==== Supplied data ====

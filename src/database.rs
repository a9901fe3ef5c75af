use mongodb::{Client, Database};

use crate::error::StoreError;

pub const EMPLOYEES: &str = "employees";
pub const PPE_ITEMS: &str = "ppe_items";
pub const MOVEMENTS: &str = "movements";
pub const INSPECTIONS: &str = "inspections";
pub const WHITELIST: &str = "whitelist";

pub async fn connect(uri: &str, name: &str) -> Result<Database, StoreError> {
    let client = Client::with_uri_str(uri).await?;
    tracing::info!(database = name, "connected to document store");
    Ok(client.database(name))
}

====

Your goal:
The answer is to be the lines from the one holding "pub const PPE_ITEMS: &str" through the end of the data above, transcribed character for character, both ends included.

Exercise output:
pub const PPE_ITEMS: &str = "ppe_items";
pub const MOVEMENTS: &str = "movements";
pub const INSPECTIONS: &str = "inspections";
pub const WHITELIST: &str = "whitelist";

pub async fn connect(uri: &str, name: &str) -> Result<Database, StoreError> {
    let client = Client::with_uri_str(uri).await?;
    tracing::info!(database = name, "connected to document store");
    Ok(client.database(name))
}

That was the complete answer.